4.2.1. Meat and meat products

Meat and meat products bestow invaluable amounts of macronutrients such as proteins, and essential lipids as well as micronutrients such as iron and some vitamins to human beings which are crucial for maintaining well-being (Kulczyński, Sidor, & Gramza-Michałowska, 2019). Notwithstanding all the benefactions which the consumption of meat brings us, it has always been a source of deleterious food pathogens, including Listeria monocytogenes (M. Zhu, Du, Cordray, & Ahn, 2005), Salmonella spp. (Knudsen, Sommer, Sørensen, Olsen, & Aabo, 2011), Escherichia coli O157: H7 (King et al., 2014), and HEV (Birgen, Njue, Kaindi, Ogutu, & Owade, 2020). Therefore, meat and meat products should be considered as a potential origin of outbreaks in case of poor hygiene conditions of processing as well as cross-contamination. Meats such as seafood, beef, poultry, and pork are rich sources of heparin and heparan (Pressman et al., 2020). The latter compounds are involved in SARS-CoV-2 viral attachment onto target cells (Mycroft-West et al., 2020); thus, the viral transmission through meat and meat products may be feasible. It is recommended that raw meat properly heat treated (˃ 60 °C for at least 30 min) before consumption. Besides, the consumption of game meat should be restricted (J. Li, Guan, et al., 2020). A recent study has demonstrated that SARS-CoV-2 can infect pig and rabbit cells under in vitro conditions (Chu et al., 2020). Thus, it is safer for wholesale meat distributors and retailers to provide raw meat from units possessing good manufacturing practices, good hygiene practices, and good agricultural practices (GAP) certificates as carry-through contamination of meat by SARS-CoV-2 can be possible.
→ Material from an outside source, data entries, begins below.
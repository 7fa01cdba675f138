//! Single-unit stage: the whole upstream value on one worker.

use serde_json::Value;

use crate::config::Env;
use crate::error::Error;
use crate::operation::Operation;
use crate::task::Callable;

use super::Pipeline;
use super::lane::StageRunner;

impl Pipeline {
    /// Run `callable` once on the whole upstream value.
    ///
    /// A `timeout` entry (milliseconds) in the merged environment arms a
    /// deadline: if the unit has not finished by then its worker is
    /// terminated and the stage fails with [`Error::Timeout`].
    pub fn spawn(&self, callable: Callable, env: Option<Env>) -> Pipeline {
        let downstream = Operation::new();
        let out = downstream.clone();
        let runner = self.runner(callable, env);

        self.on_upstream(move |result| match result {
            Ok(value) => run_spawn(runner, value, out),
            Err(error) => {
                out.reject(error);
            }
        });

        self.derive(downstream)
    }
}

fn run_spawn(runner: StageRunner, value: Value, out: Operation<Value>) {
    let lane = match runner.open_lane() {
        Ok(lane) => lane,
        Err(error) => {
            out.reject(error);
            return;
        }
    };

    let timer = {
        let out = out.clone();
        let lane = lane.clone();
        runner.start_timer(move |deadline| {
            if out.is_pending() {
                tracing::debug!("Spawned unit exceeded {:?}, terminating worker", deadline);
                lane.terminate();
                out.reject(Error::Timeout(deadline));
            }
        })
    };

    let done_lane = lane.clone();
    runner.dispatch(&lane, value, move |result| {
        if let Some(timer) = timer {
            timer.cancel();
        }
        done_lane.terminate();
        match result {
            Ok(value) => out.resolve(value),
            Err(error) => out.reject(Error::WorkerFailure(error)),
        };
    });
}

#[cfg(test)]
mod tests {
    use super::*;
    use crate::config::Options;
    use crate::context::Context;
    use crate::task::TaskError;
    use serde_json::json;
    use std::time::Duration;

    fn slow(ms: u64) -> Callable {
        Callable::new("slow", move |_, v| {
            std::thread::sleep(Duration::from_millis(ms));
            Ok(v)
        })
    }

    fn timeout_env(ms: u64) -> Option<Env> {
        let mut env = Env::new();
        env.insert("timeout".into(), json!(ms));
        Some(env)
    }

    #[test]
    fn test_spawn_whole_value() {
        let p = Pipeline::from_value(Options::default(), Context::threaded().unwrap(), json!([1, 2, 3]))
            .unwrap();
        let sum = Callable::new("sum", |_, v| {
            Ok(json!(v.as_array().map(|a| a.iter().filter_map(|x| x.as_i64()).sum::<i64>())))
        });
        assert_eq!(p.spawn(sum, None).collect::<i64>().wait().unwrap(), 6);
    }

    #[test]
    fn test_spawn_times_out() {
        let p = Pipeline::from_value(Options::default(), Context::threaded().unwrap(), json!(1)).unwrap();
        let err = p.spawn(slow(500), timeout_env(20)).finally(|v| v).wait().unwrap_err();
        assert_eq!(err, Error::Timeout(Duration::from_millis(20)));
    }

    #[test]
    fn test_spawn_within_timeout() {
        let p = Pipeline::from_value(Options::default(), Context::threaded().unwrap(), json!(7)).unwrap();
        let value = p.spawn(slow(10), timeout_env(5_000)).collect::<i64>().wait().unwrap();
        assert_eq!(value, 7);
    }

    #[test]
    fn test_zero_timeout_disables_deadline() {
        let p = Pipeline::from_value(Options::default(), Context::threaded().unwrap(), json!(3)).unwrap();
        let mut env = Env::new();
        env.insert("timeout".into(), json!(0));
        let value = p.spawn(slow(5), Some(env)).collect::<i64>().wait().unwrap();
        assert_eq!(value, 3);
    }

    #[test]
    fn test_fractional_timeout_fires() {
        let p = Pipeline::from_value(Options::default(), Context::threaded().unwrap(), json!(1)).unwrap();
        let mut env = Env::new();
        env.insert("timeout".into(), json!(20.0));
        let err = p.spawn(slow(400), Some(env)).finally(|v| v).wait().unwrap_err();
        assert_eq!(err, Error::Timeout(Duration::from_millis(20)));
    }

    #[test]
    fn test_timeout_from_pipeline_env() {
        let options = Options::default().with_env_value("timeout", json!(20));
        let p = Pipeline::from_value(options, Context::threaded().unwrap(), json!(1)).unwrap();
        let err = p.spawn(slow(500), None).finally(|v| v).wait().unwrap_err();
        assert!(matches!(err, Error::Timeout(_)));
    }

    #[test]
    fn test_worker_failure() {
        let p = Pipeline::from_value(Options::default(), Context::threaded().unwrap(), json!(1)).unwrap();
        let failing = Callable::new("fail", |_, _| Err(TaskError::new("bad", "broken")));
        let err = p.spawn(failing, None).finally(|v| v).wait().unwrap_err();
        assert_eq!(err, Error::WorkerFailure(TaskError::new("bad", "broken")));
    }

    #[test]
    fn test_synchronous_fallback() {
        let p = Pipeline::from_value(Options::default(), Context::synchronous().unwrap(), json!(2)).unwrap();
        let square = Callable::new("square", |_, v| Ok(json!(v.as_i64().unwrap_or(0).pow(2))));
        assert_eq!(p.spawn(square, None).collect::<i64>().wait().unwrap(), 4);
    }

    #[test]
    fn test_no_capability_and_no_fallback() {
        let options = Options::default().with_synchronous(false);
        let p = Pipeline::from_value(options, Context::synchronous().unwrap(), json!(2)).unwrap();
        let err = p
            .spawn(Callable::anonymous(|_, v| Ok(v)), None)
            .finally(|v| v)
            .wait()
            .unwrap_err();
        assert_eq!(err, Error::CapabilityUnavailable);
    }

    #[test]
    fn test_upstream_failure_propagates() {
        let upstream = Operation::rejected(Error::EmptySequence);
        let p = Pipeline::from_operation(Options::default(), Context::threaded().unwrap(), upstream)
            .unwrap();
        let err = p
            .spawn(Callable::anonymous(|_, _| panic!("must not run")), None)
            .finally(|v| v)
            .wait()
            .unwrap_err();
        assert_eq!(err, Error::EmptySequence);
    }

    #[test]
    fn test_env_and_namespace_visible_to_task() {
        let options = Options::default()
            .with_env_namespace("globals")
            .with_env_value("base", json!(100));
        let p = Pipeline::from_value(options, Context::threaded().unwrap(), json!(5)).unwrap();
        let task = Callable::new("offset", |ctx, v| {
            let base = ctx.globals()["globals"]["base"].as_i64().unwrap_or(0);
            let extra = ctx.env_value("extra").and_then(|e| e.as_i64()).unwrap_or(0);
            Ok(json!(base + extra + v.as_i64().unwrap_or(0)))
        });

        let mut env = Env::new();
        env.insert("extra".into(), json!(10));
        assert_eq!(p.spawn(task, Some(env)).collect::<i64>().wait().unwrap(), 115);
    }
}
In the commercial processing point of view, sausages and hamburgers are the most popular meat products. Sausages are usually trade as raw, precooked or cooked, and/or smoked. During the cooking process, sausages are heat-treated until the core temperature reaches 74–76 °C (Sukumaran et al., 2018). This thermal process seemed to be appropriate for SARS-CoV-2 elimination. One study suggested that heat treatment at 70 °C for only 5 min decreased SARS-CoV-2 viral load from about 6 log TCID50/mL to an undetectable number, whereas the viral count maintained roughly unchanged at 4 °C for 14 days (Chin et al., 2020). Therefore, substantial caution is required to be taken during the processing of raw and precooked sausages as they do not receive adequate heat treatment. The food production units should screen the COVID-19 symptoms among the personnel, especially those who are in direct contact with the processing line. The SARS-CoV-2 viral load may also be destructed during the heat processing of hamburgers (until the cold point reaches 72 °C) (Lima Filho et al., 2019). Detection of SARS-CoV-2 on the imported frozen chicken wing from Brazil is considered the first recognition of novel coronavirus on actual foods (Han et al., 2020). Besides, hamburgers are fired prior to consumption, which minimizes the risk of SARS-CoV-2 transmission. It is worth mentioning that freezing temperature during the storage of hamburgers may not be effective on the reduction of the SARS-CoV-2 viral load. Thus, personnel should be cautious not to contaminate the product during transportation and cold storage.

4.2.2. Dairy products

Milk is the most consumed dairy product in the globe (FAO, 2013). Although milk and milk products are lucrative sources of nutraceuticals such as proteins, calcium, and vitamin D, they might be contaminated to some pathogenic microorganisms, including Listeria monocytogenes, Salmonella spp., Campylobacter jejuni, and E. coli O157: H7 (Keba et al., 2020). Thus, heat treatment of milk is mandatory in most countries during industrial processing, as it ensures the safety of milk consumption. However, lots of people in the world may prefer to consume milk on-farm due to a lack of trust in industrial processing and possible adulteration (Viktoria Rampl, Eberhardt, Schütte, & Kenning, 2012). During the COVID-19 pandemic, the ingestion of raw milk without any thermal treatment is not recommended, due to the risk of cross-contamination by food handlers. In other words, SARS-CoV-2 may be spread through raw milk and subsequently infect the consumer. Furthermore, household heating of raw milk is not a good alternative, as the nutritional value of milk may considerably decrease. Therefore, the consumption of commercially heat-treated milk whether pasteurized or sterilized could be a reasonable choice. However, considering the high-temperature short-time (HTST) pasteurization of milk (about 71 °C, 15 s), the risk of SARS-CoV-2 survival exists as the time of heat treatment may not be ample for the destruction of viral particles. In this context, the ultra-high temperature (UHT) treatment (130–150 °C, 3–5 s) of milk may be more effective in the reduction of the viral load because of the high temperature (S, 2020). Besides, the latter process has lower detrimental effects on milk nutritional value compared to household heating. It is worth mentioning that it was reported some milk components such as lactoferrin, lactadherin, and glycomacropeptide possess antiviral role against various viruses, especially HIV (Giansanti, Panella, Leboffe, & Antonini, 2016), so that it also may have antiviral activity against SARS-CoV-2, which is suggested to be investigated.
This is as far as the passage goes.